*** Begin section ***

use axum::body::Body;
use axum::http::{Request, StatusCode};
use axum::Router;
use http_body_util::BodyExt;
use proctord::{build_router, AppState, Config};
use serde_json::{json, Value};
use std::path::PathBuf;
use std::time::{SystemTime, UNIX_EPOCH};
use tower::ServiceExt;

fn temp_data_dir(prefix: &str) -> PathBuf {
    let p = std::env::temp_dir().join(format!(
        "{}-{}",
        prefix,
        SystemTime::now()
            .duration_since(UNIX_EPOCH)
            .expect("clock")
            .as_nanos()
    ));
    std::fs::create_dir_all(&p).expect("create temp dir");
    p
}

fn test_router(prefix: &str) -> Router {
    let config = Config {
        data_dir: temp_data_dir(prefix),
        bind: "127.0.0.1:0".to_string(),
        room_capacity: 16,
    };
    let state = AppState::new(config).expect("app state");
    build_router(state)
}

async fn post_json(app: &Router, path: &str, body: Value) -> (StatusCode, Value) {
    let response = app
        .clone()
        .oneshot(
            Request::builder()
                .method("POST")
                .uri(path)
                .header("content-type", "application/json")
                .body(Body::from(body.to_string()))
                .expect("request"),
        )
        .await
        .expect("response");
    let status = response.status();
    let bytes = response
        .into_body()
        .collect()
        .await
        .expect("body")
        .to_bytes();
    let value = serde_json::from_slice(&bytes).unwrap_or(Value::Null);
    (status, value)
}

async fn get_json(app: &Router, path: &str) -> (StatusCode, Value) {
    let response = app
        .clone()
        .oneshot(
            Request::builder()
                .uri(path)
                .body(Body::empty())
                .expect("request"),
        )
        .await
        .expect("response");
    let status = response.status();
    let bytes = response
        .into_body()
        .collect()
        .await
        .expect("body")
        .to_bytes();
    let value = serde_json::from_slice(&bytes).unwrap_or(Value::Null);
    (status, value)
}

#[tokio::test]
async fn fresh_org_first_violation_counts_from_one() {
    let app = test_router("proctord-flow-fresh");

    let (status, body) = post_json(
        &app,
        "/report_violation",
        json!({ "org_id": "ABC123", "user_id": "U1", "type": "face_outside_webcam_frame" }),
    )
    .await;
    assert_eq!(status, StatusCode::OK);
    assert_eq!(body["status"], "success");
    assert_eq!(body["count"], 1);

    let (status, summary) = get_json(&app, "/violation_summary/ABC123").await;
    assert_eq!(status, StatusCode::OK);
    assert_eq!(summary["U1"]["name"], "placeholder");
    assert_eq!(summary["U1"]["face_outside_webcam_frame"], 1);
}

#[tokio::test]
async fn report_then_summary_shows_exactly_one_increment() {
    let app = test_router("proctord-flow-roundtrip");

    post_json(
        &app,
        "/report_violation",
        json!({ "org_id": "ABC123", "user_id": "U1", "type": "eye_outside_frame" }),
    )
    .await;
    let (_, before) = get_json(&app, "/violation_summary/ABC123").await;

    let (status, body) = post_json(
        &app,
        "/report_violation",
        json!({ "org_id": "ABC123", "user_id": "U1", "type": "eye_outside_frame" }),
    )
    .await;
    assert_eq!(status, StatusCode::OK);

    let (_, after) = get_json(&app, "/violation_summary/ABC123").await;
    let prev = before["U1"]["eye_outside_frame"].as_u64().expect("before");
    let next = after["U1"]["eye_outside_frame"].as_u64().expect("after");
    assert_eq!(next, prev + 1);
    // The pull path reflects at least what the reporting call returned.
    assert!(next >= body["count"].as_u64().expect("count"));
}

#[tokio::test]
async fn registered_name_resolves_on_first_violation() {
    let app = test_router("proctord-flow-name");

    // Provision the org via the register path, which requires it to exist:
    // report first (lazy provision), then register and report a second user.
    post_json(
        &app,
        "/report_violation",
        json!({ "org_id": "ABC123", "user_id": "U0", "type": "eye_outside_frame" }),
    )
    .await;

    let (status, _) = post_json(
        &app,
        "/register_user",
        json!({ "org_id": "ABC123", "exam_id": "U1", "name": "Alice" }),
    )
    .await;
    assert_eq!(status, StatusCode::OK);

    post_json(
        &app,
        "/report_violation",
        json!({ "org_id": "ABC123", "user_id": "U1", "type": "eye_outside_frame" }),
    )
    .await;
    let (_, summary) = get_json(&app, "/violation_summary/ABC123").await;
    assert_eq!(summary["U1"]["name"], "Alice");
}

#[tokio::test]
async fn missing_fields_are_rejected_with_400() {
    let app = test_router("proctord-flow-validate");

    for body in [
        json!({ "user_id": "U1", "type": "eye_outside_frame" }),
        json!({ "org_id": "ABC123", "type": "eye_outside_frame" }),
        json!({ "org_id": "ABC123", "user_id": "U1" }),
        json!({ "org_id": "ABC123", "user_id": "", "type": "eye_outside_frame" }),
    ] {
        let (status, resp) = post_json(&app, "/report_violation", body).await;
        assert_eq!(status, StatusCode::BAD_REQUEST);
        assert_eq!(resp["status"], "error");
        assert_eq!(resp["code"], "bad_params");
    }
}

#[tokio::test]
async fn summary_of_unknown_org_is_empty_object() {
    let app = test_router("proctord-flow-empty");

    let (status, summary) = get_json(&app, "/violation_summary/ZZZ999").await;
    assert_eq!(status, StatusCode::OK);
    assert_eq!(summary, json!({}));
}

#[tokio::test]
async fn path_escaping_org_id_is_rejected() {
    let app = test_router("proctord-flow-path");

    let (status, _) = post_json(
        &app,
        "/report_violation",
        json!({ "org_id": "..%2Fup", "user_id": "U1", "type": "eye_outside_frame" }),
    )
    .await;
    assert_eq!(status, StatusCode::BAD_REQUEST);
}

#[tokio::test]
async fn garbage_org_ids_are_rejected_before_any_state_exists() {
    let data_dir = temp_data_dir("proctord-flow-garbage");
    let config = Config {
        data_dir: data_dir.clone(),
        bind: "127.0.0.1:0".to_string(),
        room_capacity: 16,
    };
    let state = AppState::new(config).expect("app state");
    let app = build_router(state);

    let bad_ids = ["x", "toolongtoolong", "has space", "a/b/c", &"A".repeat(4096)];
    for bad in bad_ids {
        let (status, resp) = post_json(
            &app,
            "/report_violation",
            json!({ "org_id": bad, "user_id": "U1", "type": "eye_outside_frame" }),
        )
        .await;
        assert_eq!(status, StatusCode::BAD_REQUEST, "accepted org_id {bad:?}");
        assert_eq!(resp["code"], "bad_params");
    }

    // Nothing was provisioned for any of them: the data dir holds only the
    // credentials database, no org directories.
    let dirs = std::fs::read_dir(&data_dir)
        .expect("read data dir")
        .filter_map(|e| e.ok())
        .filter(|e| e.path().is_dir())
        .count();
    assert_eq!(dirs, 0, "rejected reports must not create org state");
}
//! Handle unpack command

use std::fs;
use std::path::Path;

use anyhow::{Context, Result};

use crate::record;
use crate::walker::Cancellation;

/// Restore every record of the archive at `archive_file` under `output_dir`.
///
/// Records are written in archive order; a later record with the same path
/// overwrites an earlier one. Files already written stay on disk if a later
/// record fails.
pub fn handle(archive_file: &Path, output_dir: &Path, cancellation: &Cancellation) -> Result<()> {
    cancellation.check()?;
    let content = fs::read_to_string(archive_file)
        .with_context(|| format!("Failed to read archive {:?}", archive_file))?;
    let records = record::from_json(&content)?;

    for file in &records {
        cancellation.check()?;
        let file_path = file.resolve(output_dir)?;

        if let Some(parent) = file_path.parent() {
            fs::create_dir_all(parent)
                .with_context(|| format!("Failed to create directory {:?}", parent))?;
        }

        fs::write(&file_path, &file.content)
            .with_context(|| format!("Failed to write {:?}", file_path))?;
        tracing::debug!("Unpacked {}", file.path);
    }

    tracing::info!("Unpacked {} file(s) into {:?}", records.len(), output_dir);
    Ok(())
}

*** End section ***

◆ **ACTIVITY**
Reproduce, word for word, every line starting at the line that contains "no org directories." and ending with the final line of the entries.

◆ **ANSWER TO THIS TASK**
    // credentials database, no org directories.
    let dirs = std::fs::read_dir(&data_dir)
        .expect("read data dir")
        .filter_map(|e| e.ok())
        .filter(|e| e.path().is_dir())
        .count();
    assert_eq!(dirs, 0, "rejected reports must not create org state");
}
//! Handle unpack command

use std::fs;
use std::path::Path;

use anyhow::{Context, Result};

use crate::record;
use crate::walker::Cancellation;

/// Restore every record of the archive at `archive_file` under `output_dir`.
///
/// Records are written in archive order; a later record with the same path
/// overwrites an earlier one. Files already written stay on disk if a later
/// record fails.
pub fn handle(archive_file: &Path, output_dir: &Path, cancellation: &Cancellation) -> Result<()> {
    cancellation.check()?;
    let content = fs::read_to_string(archive_file)
        .with_context(|| format!("Failed to read archive {:?}", archive_file))?;
    let records = record::from_json(&content)?;

    for file in &records {
        cancellation.check()?;
        let file_path = file.resolve(output_dir)?;

        if let Some(parent) = file_path.parent() {
            fs::create_dir_all(parent)
                .with_context(|| format!("Failed to create directory {:?}", parent))?;
        }

        fs::write(&file_path, &file.content)
            .with_context(|| format!("Failed to write {:?}", file_path))?;
        tracing::debug!("Unpacked {}", file.path);
    }

    tracing::info!("Unpacked {} file(s) into {:?}", records.len(), output_dir);
    Ok(())
}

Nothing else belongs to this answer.